→ EXERCISE DESCRIPTION: Reproduce exactly the lines from the top of the records below through the line holding "use iced::widget::container;".

Saved data entries
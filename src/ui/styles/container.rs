// SPDX-License-Identifier: MPL-2.0
//! Container styles.

use crate::ui::design_tokens::{opacity, palette, radius};
use iced::gradient::Linear;
use iced::widget::container;
use iced::{Background, Border, Color, Gradient, Radians, Theme};

/// Window background behind the player frame.
pub fn page(_theme: &Theme) -> container::Style {
    container::Style {
        background: Some(Background::Color(palette::GRAY_950)),
        text_color: Some(palette::WHITE),
        ..Default::default()
    }
}

/// Rounded dark frame the video is letterboxed into.
pub fn stage(alpha: f32) -> impl Fn(&Theme) -> container::Style {
    move |_theme: &Theme| container::Style {
        background: Some(Background::Color(Color {
            a: alpha,
            ..palette::GRAY_900
        })),
        text_color: Some(Color {
            a: alpha,
            ..palette::GRAY_400
        }),
        border: Border {
            radius: radius::LG.into(),
            ..Default::default()
        },
        ..Default::default()
    }
}

/// Bottom scrim under the controls: black fading to transparent upwards.
///
/// `alpha` is the animated overlay opacity.
pub fn controls_scrim(alpha: f32) -> impl Fn(&Theme) -> container::Style {
    move |_theme: &Theme| {
        let bottom = Color {
            a: opacity::SCRIM * alpha,
            ..palette::BLACK
        };
        let gradient = Linear::new(Radians(0.0))
            .add_stop(0.0, bottom)
            .add_stop(1.0, Color::TRANSPARENT);
        container::Style {
            background: Some(Background::Gradient(Gradient::Linear(gradient))),
            text_color: Some(Color {
                a: alpha,
                ..palette::WHITE
            }),
            ..Default::default()
        }
    }
}
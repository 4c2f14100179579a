// SPDX-License-Identifier: MPL-2.0
//! Media element port.
//!
//! The player never decodes anything. It drives a host media element through
//! the [`MediaElement`] trait and learns about playback exclusively from the
//! element's notifications ([`MediaEvent`]).
//!
//! Adapters:
//! - [`timeline::TimelineElement`]: wall-clock stand-in for native builds
//! - `web::WebVideoElement`: the browser's `<video>` element (wasm32 only)

#[cfg(not(target_arch = "wasm32"))]
pub mod timeline;
mod volume;
#[cfg(target_arch = "wasm32")]
pub mod web;

pub use volume::Volume;

use iced::Subscription;
use std::sync::atomic::{AtomicU64, Ordering};

/// Notification raised by a media element.
#[derive(Debug, Clone, Copy, PartialEq)]
pub enum MediaEvent {
    /// Playback position advanced (seconds).
    TimeAdvanced(f64),
    /// Metadata loaded; the duration is now known (seconds).
    MetadataReady { duration: f64 },
    /// Playback reached the end of the media.
    Ended,
}

/// Opaque media locations supplied by the caller.
#[derive(Debug, Clone, PartialEq, Eq)]
pub struct MediaSource {
    pub src: String,
    pub poster: Option<String>,
}

impl MediaSource {
    #[must_use]
    pub fn new(src: impl Into<String>) -> Self {
        Self {
            src: src.into(),
            poster: None,
        }
    }

    #[must_use]
    pub fn with_poster(mut self, poster: impl Into<String>) -> Self {
        self.poster = Some(poster.into());
        self
    }
}

/// Port to the host's media playback primitive.
///
/// Setters are fire-and-forget; the element reports their consequences
/// through [`MediaElement::notifications`].
pub trait MediaElement {
    fn play(&mut self);

    fn pause(&mut self);

    /// Current playback position in seconds.
    fn current_time(&self) -> f64;

    /// Moves the playback position (seconds).
    fn set_current_time(&mut self, secs: f64);

    /// Duration in seconds; `0.0` until metadata has loaded.
    fn duration(&self) -> f64;

    /// Output volume in `[0, 1]`.
    fn set_volume(&mut self, volume: f32);

    /// Stream of time-advanced, metadata-ready and ended notifications.
    ///
    /// Dropping the subscription unsubscribes from all three at once.
    fn notifications(&self) -> Subscription<MediaEvent>;
}

/// Allocates a process-unique id for a notification subscription.
pub(crate) fn next_session_id() -> u64 {
    static NEXT: AtomicU64 = AtomicU64::new(1);
    NEXT.fetch_add(1, Ordering::Relaxed)
}

#[cfg(test)]
mod tests {
    use super::*;

    fn _assert_object_safe(_: &dyn MediaElement) {}

    #[test]
    fn session_ids_are_unique() {
        let a = next_session_id();
        let b = next_session_id();
        assert_ne!(a, b);
    }

    #[test]
    fn media_source_builder_sets_poster() {
        let source = MediaSource::new("clip.mp4").with_poster("clip.jpg");
        assert_eq!(source.src, "clip.mp4");
        assert_eq!(source.poster.as_deref(), Some("clip.jpg"));
    }
}
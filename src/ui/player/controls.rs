// SPDX-License-Identifier: MPL-2.0
//! Transport controls: play/pause button and time readout.
//!
//! The play and pause glyphs are stacked in the same button and morph into
//! each other (shrink and fade out, grow back with overshoot) whenever the
//! playing state flips.

use super::ViewContext;
use crate::motion::{Animation, Animator, Easing, Property, Target};
use crate::ui::design_tokens::{sizing, spacing, typography};
use crate::ui::{icons, styles};
use iced::widget::{button, container, row, stack, text, tooltip, Text};
use iced::{Alignment, Element, Length};

/// Morph duration.
pub const MORPH_MS: u64 = 300;
/// Overshoot of the morph's back easing.
pub const MORPH_OVERSHOOT: f32 = 2.0;

#[derive(Debug, Clone, Copy, PartialEq, Eq)]
pub enum Message {
    TogglePlay,
    ToggleFullscreen,
}

/// Playback snapshot for rendering controls.
#[derive(Debug, Clone, Copy, Default)]
pub struct PlaybackState {
    pub is_playing: bool,
    pub current_time: f64,
    pub duration: f64,
    pub is_fullscreen: bool,
}

/// Motion for a flip of the playing state.
#[must_use]
pub fn morph(is_playing: bool) -> Vec<Animation> {
    let (leaving, entering) = if is_playing {
        (Target::PlayIcon, Target::PauseIcon)
    } else {
        (Target::PauseIcon, Target::PlayIcon)
    };
    let out = |property| {
        Animation::to(leaving, property, 0.0)
            .over_millis(MORPH_MS)
            .ease(Easing::BackIn(MORPH_OVERSHOOT))
    };
    let back = |property| {
        Animation::to(entering, property, 1.0)
            .from(0.0)
            .over_millis(MORPH_MS)
            .ease(Easing::BackOut(MORPH_OVERSHOOT))
    };
    vec![
        out(Property::Scale),
        out(Property::Opacity),
        back(Property::Scale),
        back(Property::Opacity),
    ]
}

/// Scale and opacity of a glyph, falling back to its resting state.
fn glyph(animator: &dyn Animator, target: Target, shown: bool) -> (f32, f32) {
    let rest = if shown { 1.0 } else { 0.0 };
    let scale = animator.value(target, Property::Scale).unwrap_or(rest);
    let opacity = animator.value(target, Property::Opacity).unwrap_or(rest);
    (scale.max(0.0), opacity.clamp(0.0, 1.0))
}

fn morph_icon<'a>(icon: iced::widget::Svg<'static>, scale: f32, opacity: f32) -> Element<'a, Message> {
    container(icons::sized(icon, sizing::ICON_LG * scale).style(styles::overlay::icon(opacity)))
        .center(Length::Fixed(sizing::PLAY_BUTTON))
        .into()
}

/// Renders the play/pause button followed by the time readout.
pub fn view<'a>(ctx: ViewContext<'a>, state: PlaybackState) -> Element<'a, Message> {
    let (play_scale, play_opacity) = glyph(ctx.animator, Target::PlayIcon, !state.is_playing);
    let (pause_scale, pause_opacity) = glyph(ctx.animator, Target::PauseIcon, state.is_playing);

    let morph_area = stack![
        morph_icon(icons::play(), play_scale, play_opacity * ctx.opacity),
        morph_icon(icons::pause(), pause_scale, pause_opacity * ctx.opacity),
    ];

    let label = if state.is_playing {
        ctx.i18n.tr("player-pause")
    } else {
        ctx.i18n.tr("player-play")
    };

    let play_pause_button = tooltip(
        button(morph_area)
            .on_press(Message::TogglePlay)
            .padding(0)
            .width(Length::Fixed(sizing::PLAY_BUTTON))
            .height(Length::Fixed(sizing::PLAY_BUTTON))
            .style(styles::button::icon(ctx.opacity)),
        Text::new(label),
        tooltip::Position::Top,
    )
    .gap(4);

    let time_display = text(format!(
        "{} / {}",
        format_time(state.current_time),
        format_time(state.duration)
    ))
    .size(typography::BODY_SM)
    .style(styles::overlay::label(ctx.opacity));

    row![play_pause_button, time_display]
        .spacing(spacing::MD)
        .align_y(Alignment::Center)
        .into()
}

/// Renders the fullscreen toggle.
pub fn fullscreen_button<'a>(ctx: &ViewContext<'a>, is_fullscreen: bool) -> Element<'a, Message> {
    let (icon, label) = if is_fullscreen {
        (icons::corners_in(), ctx.i18n.tr("player-exit-fullscreen"))
    } else {
        (icons::corners_out(), ctx.i18n.tr("player-fullscreen"))
    };

    tooltip(
        button(icons::sized(icon, sizing::ICON_MD).style(styles::overlay::icon(ctx.opacity)))
            .on_press(Message::ToggleFullscreen)
            .width(Length::Fixed(sizing::ICON_BUTTON))
            .height(Length::Fixed(sizing::ICON_BUTTON))
            .style(styles::button::icon(ctx.opacity)),
        Text::new(label),
        tooltip::Position::Top,
    )
    .gap(4)
    .into()
}

/// Formats duration in MM:SS or HH:MM:SS format.
#[must_use]
#[allow(clippy::cast_possible_truncation, clippy::cast_sign_loss)]
pub fn format_time(seconds: f64) -> String {
    let total_secs = if seconds.is_finite() {
        seconds.max(0.0) as u64
    } else {
        0
    };
    let hours = total_secs / 3600;
    let minutes = (total_secs % 3600) / 60;
    let secs = total_secs % 60;

    if hours > 0 {
        format!("{:02}:{:02}:{:02}", hours, minutes, secs)
    } else {
        format!("{:02}:{:02}", minutes, secs)
    }
}

#[cfg(test)]
mod tests {
    use super::*;
    use crate::i18n::fluent::I18n;
    use crate::test_utils::{assert_abs_diff_eq, RecordingAnimator};

    #[test]
    fn format_time_handles_zero() {
        assert_eq!(format_time(0.0), "00:00");
    }

    #[test]
    fn format_time_handles_seconds() {
        assert_eq!(format_time(45.0), "00:45");
    }

    #[test]
    fn format_time_handles_minutes() {
        assert_eq!(format_time(125.0), "02:05");
        assert_eq!(format_time(596.5), "09:56");
    }

    #[test]
    fn format_time_handles_hours() {
        assert_eq!(format_time(3665.0), "01:01:05");
    }

    #[test]
    fn format_time_handles_negative() {
        // Negative time should be clamped to 0
        assert_eq!(format_time(-10.0), "00:00");
        assert_eq!(format_time(f64::NAN), "00:00");
    }

    #[test]
    fn playing_morphs_play_into_pause() {
        let mut animator = RecordingAnimator::default();
        for animation in morph(true) {
            animator.animate(animation);
        }
        assert_eq!(animator.last_to(Target::PlayIcon, Property::Scale), Some(0.0));
        assert_eq!(animator.last_to(Target::PauseIcon, Property::Opacity), Some(1.0));

        let leaving = animator
            .requests
            .iter()
            .find(|a| a.target == Target::PlayIcon)
            .unwrap();
        assert_eq!(leaving.easing, Easing::BackIn(MORPH_OVERSHOOT));
        assert_eq!(leaving.duration.as_millis(), 300);
    }

    #[test]
    fn pausing_brings_play_back_from_zero() {
        let entering = morph(false)
            .into_iter()
            .find(|a| a.target == Target::PlayIcon && a.property == Property::Scale)
            .unwrap();
        assert_eq!(entering.from, Some(0.0));
        assert_abs_diff_eq!(entering.to, 1.0);
        assert_eq!(entering.easing, Easing::BackOut(MORPH_OVERSHOOT));
    }

    #[test]
    fn glyph_rests_without_animation() {
        let animator = RecordingAnimator::default();
        assert_eq!(glyph(&animator, Target::PlayIcon, true), (1.0, 1.0));
        assert_eq!(glyph(&animator, Target::PauseIcon, false), (0.0, 0.0));
    }

    #[test]
    fn view_renders() {
        let i18n = I18n::default();
        let animator = RecordingAnimator::default();
        let ctx = ViewContext {
            i18n: &i18n,
            animator: &animator,
            opacity: 1.0,
        };
        let _fullscreen = fullscreen_button(&ctx, false);
        let _element = view(ctx, PlaybackState::default());
    }
}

→ EXPECTED ANSWER:
filename src/ui/styles/container.rs
// SPDX-License-Identifier: MPL-2.0
//! Container styles.

use crate::ui::design_tokens::{opacity, palette, radius};
use iced::gradient::Linear;
use iced::widget::container;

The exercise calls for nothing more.